RECORDS FOR THE TASK section start

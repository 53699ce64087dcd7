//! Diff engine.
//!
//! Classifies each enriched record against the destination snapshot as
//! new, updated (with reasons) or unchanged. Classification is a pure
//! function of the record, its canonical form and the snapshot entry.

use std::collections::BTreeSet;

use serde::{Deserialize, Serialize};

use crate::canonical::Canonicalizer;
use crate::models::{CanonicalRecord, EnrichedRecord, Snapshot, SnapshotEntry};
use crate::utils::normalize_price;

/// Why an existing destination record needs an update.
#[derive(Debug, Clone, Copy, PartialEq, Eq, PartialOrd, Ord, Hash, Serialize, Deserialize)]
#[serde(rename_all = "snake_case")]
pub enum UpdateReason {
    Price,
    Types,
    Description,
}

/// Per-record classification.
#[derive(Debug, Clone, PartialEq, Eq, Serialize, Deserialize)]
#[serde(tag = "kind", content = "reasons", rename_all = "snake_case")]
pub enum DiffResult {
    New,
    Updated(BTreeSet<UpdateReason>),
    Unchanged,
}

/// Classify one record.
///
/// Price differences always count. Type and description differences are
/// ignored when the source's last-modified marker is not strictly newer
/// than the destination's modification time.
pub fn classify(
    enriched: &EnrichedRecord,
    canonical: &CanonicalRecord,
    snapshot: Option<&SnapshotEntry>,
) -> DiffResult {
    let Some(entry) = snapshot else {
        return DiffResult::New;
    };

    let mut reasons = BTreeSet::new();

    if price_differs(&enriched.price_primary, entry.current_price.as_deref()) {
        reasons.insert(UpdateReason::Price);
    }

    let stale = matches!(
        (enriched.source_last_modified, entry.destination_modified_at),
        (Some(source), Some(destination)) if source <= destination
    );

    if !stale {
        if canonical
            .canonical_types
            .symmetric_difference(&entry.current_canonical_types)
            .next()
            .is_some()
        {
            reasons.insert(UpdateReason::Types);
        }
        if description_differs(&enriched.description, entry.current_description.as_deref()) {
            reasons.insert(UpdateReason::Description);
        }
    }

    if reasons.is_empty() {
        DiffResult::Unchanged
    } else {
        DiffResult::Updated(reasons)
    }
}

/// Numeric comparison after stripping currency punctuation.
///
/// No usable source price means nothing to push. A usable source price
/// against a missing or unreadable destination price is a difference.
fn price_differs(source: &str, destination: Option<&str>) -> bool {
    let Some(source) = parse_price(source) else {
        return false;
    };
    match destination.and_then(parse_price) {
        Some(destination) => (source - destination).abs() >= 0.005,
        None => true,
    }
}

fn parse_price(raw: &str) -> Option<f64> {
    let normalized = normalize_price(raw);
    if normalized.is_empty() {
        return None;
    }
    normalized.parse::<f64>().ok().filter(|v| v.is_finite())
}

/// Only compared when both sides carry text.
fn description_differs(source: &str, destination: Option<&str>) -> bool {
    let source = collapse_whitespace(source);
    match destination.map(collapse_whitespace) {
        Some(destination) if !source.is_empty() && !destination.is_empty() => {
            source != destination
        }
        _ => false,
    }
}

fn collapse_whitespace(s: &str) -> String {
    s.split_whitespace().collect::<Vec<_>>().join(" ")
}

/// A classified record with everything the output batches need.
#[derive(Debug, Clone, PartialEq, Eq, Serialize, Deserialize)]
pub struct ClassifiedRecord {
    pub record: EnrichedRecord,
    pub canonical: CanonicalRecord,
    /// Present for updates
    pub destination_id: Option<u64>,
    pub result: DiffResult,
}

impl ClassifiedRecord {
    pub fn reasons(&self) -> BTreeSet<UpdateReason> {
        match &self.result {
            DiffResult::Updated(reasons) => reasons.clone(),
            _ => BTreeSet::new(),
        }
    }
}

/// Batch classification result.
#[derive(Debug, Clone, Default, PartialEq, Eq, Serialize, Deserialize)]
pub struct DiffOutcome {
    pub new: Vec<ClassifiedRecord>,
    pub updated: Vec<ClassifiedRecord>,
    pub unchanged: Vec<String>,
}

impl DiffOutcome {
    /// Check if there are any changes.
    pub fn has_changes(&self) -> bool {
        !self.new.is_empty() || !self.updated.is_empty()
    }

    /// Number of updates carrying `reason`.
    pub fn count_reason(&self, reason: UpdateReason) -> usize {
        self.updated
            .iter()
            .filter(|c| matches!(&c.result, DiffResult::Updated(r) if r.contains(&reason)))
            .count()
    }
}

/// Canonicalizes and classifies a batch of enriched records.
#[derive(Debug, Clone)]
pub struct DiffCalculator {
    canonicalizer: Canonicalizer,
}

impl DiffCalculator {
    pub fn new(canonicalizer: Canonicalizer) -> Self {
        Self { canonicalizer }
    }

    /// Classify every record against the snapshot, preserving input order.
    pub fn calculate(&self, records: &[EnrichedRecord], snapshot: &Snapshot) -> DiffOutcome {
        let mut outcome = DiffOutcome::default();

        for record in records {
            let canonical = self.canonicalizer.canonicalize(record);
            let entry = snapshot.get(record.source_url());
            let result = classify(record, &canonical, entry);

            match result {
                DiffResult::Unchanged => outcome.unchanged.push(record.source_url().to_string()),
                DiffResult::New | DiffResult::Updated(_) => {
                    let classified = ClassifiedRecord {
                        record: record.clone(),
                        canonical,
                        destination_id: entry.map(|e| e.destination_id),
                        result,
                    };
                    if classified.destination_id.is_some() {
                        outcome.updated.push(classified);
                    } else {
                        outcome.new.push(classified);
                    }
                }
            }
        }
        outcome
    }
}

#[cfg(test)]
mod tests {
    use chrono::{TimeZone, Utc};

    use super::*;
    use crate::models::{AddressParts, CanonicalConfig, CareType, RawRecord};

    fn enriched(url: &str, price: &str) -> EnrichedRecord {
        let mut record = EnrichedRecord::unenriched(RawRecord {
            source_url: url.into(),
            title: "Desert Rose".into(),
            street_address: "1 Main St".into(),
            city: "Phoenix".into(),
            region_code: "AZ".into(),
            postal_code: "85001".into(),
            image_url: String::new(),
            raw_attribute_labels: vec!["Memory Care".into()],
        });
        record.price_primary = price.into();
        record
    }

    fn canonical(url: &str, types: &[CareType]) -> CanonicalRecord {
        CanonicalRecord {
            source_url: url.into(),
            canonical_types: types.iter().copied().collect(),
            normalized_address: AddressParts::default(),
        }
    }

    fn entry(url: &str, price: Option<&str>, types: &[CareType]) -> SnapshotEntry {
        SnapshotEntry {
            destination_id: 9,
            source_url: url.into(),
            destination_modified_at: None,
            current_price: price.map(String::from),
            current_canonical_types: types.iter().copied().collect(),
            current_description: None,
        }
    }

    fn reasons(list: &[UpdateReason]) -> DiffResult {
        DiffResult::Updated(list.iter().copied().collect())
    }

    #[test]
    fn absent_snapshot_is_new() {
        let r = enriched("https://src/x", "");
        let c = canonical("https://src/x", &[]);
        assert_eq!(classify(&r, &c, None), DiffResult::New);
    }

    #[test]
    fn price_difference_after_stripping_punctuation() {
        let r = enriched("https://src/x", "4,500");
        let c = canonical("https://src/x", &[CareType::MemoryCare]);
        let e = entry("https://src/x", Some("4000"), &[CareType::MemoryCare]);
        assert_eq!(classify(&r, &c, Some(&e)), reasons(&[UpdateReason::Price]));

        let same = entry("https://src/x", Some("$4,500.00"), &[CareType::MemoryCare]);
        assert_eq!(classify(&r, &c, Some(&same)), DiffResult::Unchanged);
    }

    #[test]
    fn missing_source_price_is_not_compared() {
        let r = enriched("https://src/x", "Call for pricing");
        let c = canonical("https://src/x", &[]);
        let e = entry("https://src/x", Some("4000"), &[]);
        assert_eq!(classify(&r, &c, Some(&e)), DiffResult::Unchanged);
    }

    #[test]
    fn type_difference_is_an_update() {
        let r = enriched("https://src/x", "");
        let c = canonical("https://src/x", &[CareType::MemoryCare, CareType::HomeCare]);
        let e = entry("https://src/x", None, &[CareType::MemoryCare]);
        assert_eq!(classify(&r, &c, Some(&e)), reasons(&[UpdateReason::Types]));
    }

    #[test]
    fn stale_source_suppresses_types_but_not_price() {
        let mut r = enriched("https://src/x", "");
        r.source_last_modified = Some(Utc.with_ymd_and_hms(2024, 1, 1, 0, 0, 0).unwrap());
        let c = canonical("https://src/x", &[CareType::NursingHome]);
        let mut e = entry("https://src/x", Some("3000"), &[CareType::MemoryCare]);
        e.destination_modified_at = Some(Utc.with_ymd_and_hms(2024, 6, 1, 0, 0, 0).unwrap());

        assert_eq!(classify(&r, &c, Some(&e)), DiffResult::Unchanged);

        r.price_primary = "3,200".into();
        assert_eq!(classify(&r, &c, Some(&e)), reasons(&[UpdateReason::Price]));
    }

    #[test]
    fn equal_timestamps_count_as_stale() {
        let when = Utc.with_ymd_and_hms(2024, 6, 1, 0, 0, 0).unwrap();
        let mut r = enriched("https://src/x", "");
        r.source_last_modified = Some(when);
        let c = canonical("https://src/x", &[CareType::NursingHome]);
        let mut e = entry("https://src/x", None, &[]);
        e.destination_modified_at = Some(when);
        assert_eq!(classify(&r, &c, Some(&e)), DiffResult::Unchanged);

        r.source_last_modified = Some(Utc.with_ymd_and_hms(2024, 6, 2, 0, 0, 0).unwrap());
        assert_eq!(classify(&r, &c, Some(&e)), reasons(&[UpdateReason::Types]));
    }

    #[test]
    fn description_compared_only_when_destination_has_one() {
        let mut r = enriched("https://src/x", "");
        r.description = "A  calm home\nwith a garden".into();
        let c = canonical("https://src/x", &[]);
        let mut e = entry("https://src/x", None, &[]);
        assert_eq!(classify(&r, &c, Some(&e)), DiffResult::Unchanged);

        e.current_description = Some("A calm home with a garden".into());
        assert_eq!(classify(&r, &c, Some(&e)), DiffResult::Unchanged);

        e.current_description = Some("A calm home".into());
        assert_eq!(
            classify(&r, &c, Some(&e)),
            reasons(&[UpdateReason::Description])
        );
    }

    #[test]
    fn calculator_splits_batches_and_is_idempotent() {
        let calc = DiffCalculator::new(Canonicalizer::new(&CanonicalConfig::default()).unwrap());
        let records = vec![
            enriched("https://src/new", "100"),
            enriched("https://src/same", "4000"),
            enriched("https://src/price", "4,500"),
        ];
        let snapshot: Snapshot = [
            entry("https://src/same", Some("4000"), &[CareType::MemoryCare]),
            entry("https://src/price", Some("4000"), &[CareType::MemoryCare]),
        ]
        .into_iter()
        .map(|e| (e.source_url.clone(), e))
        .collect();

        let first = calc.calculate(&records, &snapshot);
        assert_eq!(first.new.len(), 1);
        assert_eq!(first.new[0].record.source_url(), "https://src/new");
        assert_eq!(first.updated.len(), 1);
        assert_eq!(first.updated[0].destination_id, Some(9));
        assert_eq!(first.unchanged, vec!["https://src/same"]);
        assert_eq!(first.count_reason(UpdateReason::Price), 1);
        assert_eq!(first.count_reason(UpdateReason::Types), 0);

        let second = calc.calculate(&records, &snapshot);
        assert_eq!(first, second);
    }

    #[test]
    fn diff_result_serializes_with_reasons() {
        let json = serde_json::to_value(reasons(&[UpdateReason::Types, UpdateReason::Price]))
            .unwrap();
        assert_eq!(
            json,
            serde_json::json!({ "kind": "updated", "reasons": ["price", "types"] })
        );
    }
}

RECORDS FOR THE TASK section end

(HOW TO COMPLETE THIS TASK)
Among the lines above, show every one that contains the string "kind".

(EXPECTED OUTPUT)
#[serde(tag = "kind", content = "reasons", rename_all = "snake_case")]
            serde_json::json!({ "kind": "updated", "reasons": ["price", "types"] })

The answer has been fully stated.